Pavel Ivanov <pivanof@google.com> writes:
Have I misunderstood what you said?
Yes, totally :-(
By that you are basically saying: I need to support those who set up lousy multi-master replication, thus I won't treat domain_id as a single replication stream, I'll treat a pair (domain_id, server_id) as a single replication stream (meaning there could be several replication streams within one domain_id). So
Absolutely not! This would be total breakage of the whole design. The whole foundation of MariaDB GTID is that for each domain id, we have a well-defined binlog order that _must_ be the same on every server in the replication hierarchy. This is what allows to represent the slave position as a single GTID per domain id. And that is why we provide the gtid_strict_mode, which enforces globally monotonic sequence numbers. Because if sequence numbers are monotonic everywhere, then it is impossible to have different binlog orders on different servers. But even without globally monotonic sequence numbers, you can still have the same binlog order on every server. And GTID can still work correctly. But it becomes the user's responsibility to ensure that the binlog order is the same on all servers in the same hierarchy. So in gtid strict mode it works exactly as you (and I) want. It will not hurt you that it also works in non-strict mode, which you will not use anyway. What is so hard to understand about this?
Here is your words from an earlier email in this thread:
This decision was a hard one to make and I spent considerable thought on this point quite early. It is true that this design reduces possibilities to detect some kinds of errors, like missing events and alternate futures.
I can understand if this design is not optimal for what you are trying to do. However, implementing two different designs (eg. based on value of gtid_strict_mode) is not workable. I believe at least for the first version, the current design is what we have to work with.
So if we don't want to tolerate lost transactions and alternate futures and want things to break whenever such events happen, stock MariaDB cannot do it for us by design.
Ok, sorry about this, I can see how this could be misunderstood. I was trying to explain too many things at once and got things mixed up. All I meant here is that the code needs to use a bit more complex algorithms to correctly detect errors, not that such detection is impossible or should not be done. And that your patch similarly needs to be written in a different way, not that it would be impossible to do. I think to get this discussion back on track, you need to forget everything you think I said so far, and instead accept the following points: 1. I completely agree with you on how things should work in strict mode. Binlog events should always have monotonic sequence numbers, and no lost transactions or alternate futures are acceptable. 2. MariaDB GTID also supports some non-strict usage. This is not allowed to break point (1), so you do not need to worry about it if you are happy to use strict mode. 3. I agree that the issues you report in MDEV-4820 are bugs and I will fix them. Once we are on the same track here, we can discuss the finer details on how I make things work in non-strict mode, and why that is a desirable thing to do, if you like. But if you think I'm saying something to contradict points 1-3 above, you have misunderstood me. Ok? ---- (A couple more answers to less important questions:)

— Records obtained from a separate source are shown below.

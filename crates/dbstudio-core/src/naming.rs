//! Column naming conventions used to infer identity and timestamp semantics

/// Columns stamped once when a row is created
pub const CREATION_TIMESTAMP_COLUMNS: [&str; 2] = ["InsDateTime", "CreatedAt"];

/// Columns stamped on every write
pub const UPDATE_TIMESTAMP_COLUMNS: [&str; 2] = ["UpdDateTime", "UpdatedAt"];

/// Column names that make a table with an identity column an entity
pub const ENTITY_COLUMNS: [&str; 3] = ["Code", "Name", "Description"];

/// Natural key column of entity tables
pub const ENTITY_CODE_COLUMN: &str = "Code";

pub fn is_creation_timestamp(column: &str) -> bool {
    CREATION_TIMESTAMP_COLUMNS
        .iter()
        .any(|c| c.eq_ignore_ascii_case(column))
}

pub fn is_update_timestamp(column: &str) -> bool {
    UPDATE_TIMESTAMP_COLUMNS
        .iter()
        .any(|c| c.eq_ignore_ascii_case(column))
}

pub fn is_timestamp(column: &str) -> bool {
    is_creation_timestamp(column) || is_update_timestamp(column)
}

/// `OrderLine` becomes `Order_line`; case is left to the caller's
/// case-insensitive comparison. Names that already contain an
/// underscore are returned untouched.
pub fn snake_case(name: &str) -> String {
    if name.contains('_') {
        return name.to_string();
    }
    let mut out = String::with_capacity(name.len() + 4);
    for (i, ch) in name.chars().enumerate() {
        if ch.is_uppercase() && i > 0 {
            out.push('_');
            out.extend(ch.to_lowercase());
        } else {
            out.push(ch);
        }
    }
    out
}

/// Whether `column` follows one of the identity naming patterns relative to
/// `table`: `id`, `id<table>`, `<table>id`, `id_<table>`, `<table>_id`,
/// `id_<snake>`, `<snake>_id`. Comparison is case-insensitive.
pub fn is_identity_name(table: &str, column: &str) -> bool {
    let snake = snake_case(table);
    let candidates = [
        "id".to_string(),
        format!("id{table}"),
        format!("{table}id"),
        format!("id_{table}"),
        format!("{table}_id"),
        format!("id_{snake}"),
        format!("{snake}_id"),
    ];
    candidates.iter().any(|c| c.eq_ignore_ascii_case(column))
}
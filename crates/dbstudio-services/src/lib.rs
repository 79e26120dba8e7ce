//! dbstudio services layer
//!
//! Orchestrates the engine behind record editing:
//!
//! ```text
//! DatabaseService
//!     ↓
//! RecordGraphResolver → MergeSynthesizer → DiffEngine
//!     ↓
//! MetadataCache / Catalog (dbstudio-schema)
//!     ↓
//! DriverRegistry / Database (dbstudio-drivers, dbstudio-core)
//! ```
//!
//! # Services
//!
//! - [`DatabaseService`] - connection-scoped facade used by front-ends
//! - [`RecordGraphResolver`] - reconciles a record tree against live rows
//! - [`MergeSynthesizer`] - turns a resolved tree into an ordered MERGE batch
//! - [`DiffEngine`] - line diff between two generated scripts
//! - [`ConnectionRegistry`], [`OverrideStore`] - seams to persisted configuration

mod database_service;
mod diff;
mod resolver;
mod store;
mod synthesizer;
mod view_models;

pub use database_service::DatabaseService;
pub use diff::{Change, ChangeType, DiffEngine};
pub use resolver::{RecordGraphResolver, ResolvedRecord};
pub use store::{ConnectionRegistry, InMemoryConnectionRegistry, InMemoryOverrideStore, OverrideStore};
pub use synthesizer::{MergeSynthesizer, join_statements};
pub use view_models::{ConnectionSummary, MergeSqlResult, TablePage};
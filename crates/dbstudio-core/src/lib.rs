//! dbstudio core - shared model and seams for the record editing engine
//!
//! This crate holds what every other dbstudio crate agrees on:
//!
//! - `StudioError` / `Result` - the error taxonomy
//! - `ColumnInfo`, `TableInfo`, `CustomColumnOverride` - the schema model
//! - `RecordNode` - the client-submitted record tree
//! - `SqlDialect` - the per-engine SQL capability
//! - `literal` - the value literal codec
//! - `CatalogProvider`, `RowProvider`, `DatabaseDriver` - seams to live databases

mod database;
mod dialect;
mod error;
pub mod literal;
pub mod naming;
mod record;
mod types;

pub use database::{CatalogProvider, Database, DatabaseDriver, RowProvider};
pub use dialect::{IdentityLookup, MergeStatement, SourceColumn, SqlDialect};
pub use error::{Result, StudioError};
pub use record::{ROW_ID_COLUMN, ROW_REPR_COLUMN, RecordNode};
pub use types::{
    ColumnInfo, ConnectionRecord, CustomColumnOverride, DataType, PageRequest, PagedResult,
    RawColumn, Record, TableInfo,
};
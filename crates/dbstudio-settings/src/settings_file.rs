//! Settings file locations

use anyhow::{Context, Result};
use std::path::PathBuf;

/// Environment variable overriding the settings file location
pub const SETTINGS_ENV_VAR: &str = "DBSTUDIO_SETTINGS";

pub fn config_dir() -> Result<PathBuf> {
    dirs::config_dir()
        .context("Could not determine config directory")
        .map(|p| p.join("dbstudio"))
}

pub fn data_dir() -> Result<PathBuf> {
    dirs::data_local_dir()
        .context("Could not determine data directory")
        .map(|p| p.join("dbstudio"))
}

pub fn logs_dir() -> Result<PathBuf> {
    data_dir().map(|p| p.join("logs"))
}

/// `$DBSTUDIO_SETTINGS`, else `<config_dir>/dbstudio/settings.toml`
pub fn settings_file() -> Result<PathBuf> {
    match std::env::var_os(SETTINGS_ENV_VAR) {
        Some(path) if !path.is_empty() => Ok(PathBuf::from(path)),
        _ => config_dir().map(|p| p.join("settings.toml")),
    }
}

This is surprising. Test doesn't check the particular message text. How does it fail?
Just that the test case has a suppression for the error message about alternate future. Current 10.0-base gives a differently worded error message. So a different suppression is needed.
Apparently I failed to reproduce the problem scenarios in the testing environment. Sorry, I didn't try to run it on unchanged code. But did you try the manual reproduction steps I mentioned in MDEV-4820?
Yes, with exactly the same results. I found the one bug I've mentioned, and the rest passed.
This is where I disagree. You keep insisting that this information is necessary.
It is necessary in the sense that the code was written under the assumption that this information is there. And it is necessary to be able to correctly locate an arbitrary GTID in a binlog that was written in non-strict mode. But now that I have thought about it, I think you are right that they are not needed if the entire binlog was written obeying strict mode. It seems we can always detect errors in this case. The point is: I did not consider the possibility that user would manually remove the binlog on a master when I wrote the code. So I did not want to promise that it is supported until I thought the problem through.
You could even have an aggregating slave A on the third level that uses multi-master to replicate each schema from each second-level slave back to a single server. M->S1->A and M->S2->A.
I would think actually third-level slave will break in such situation because MariaDB doesn't allow GTIDs with the same (domain_id, server_id) pair to be out of order, right? But with such replication setup third-level slave can get a bunch of events from S1 first and then it won't be able to get any events from S2 because they'll have smaller seq_no than already present in the binlog.
Thanks, yes you are right, GTID will not work correctly on A or any slave of A in this setup. And that is exactly the point of gtid_strict_mode. A setup such as this requires extra configuration (separate domain_id) to work correctly with GTID. So we provide strict mode to be able to give an error when the configuration is incorrect. But we have to have this off by default to not break upgrades. - Kristian.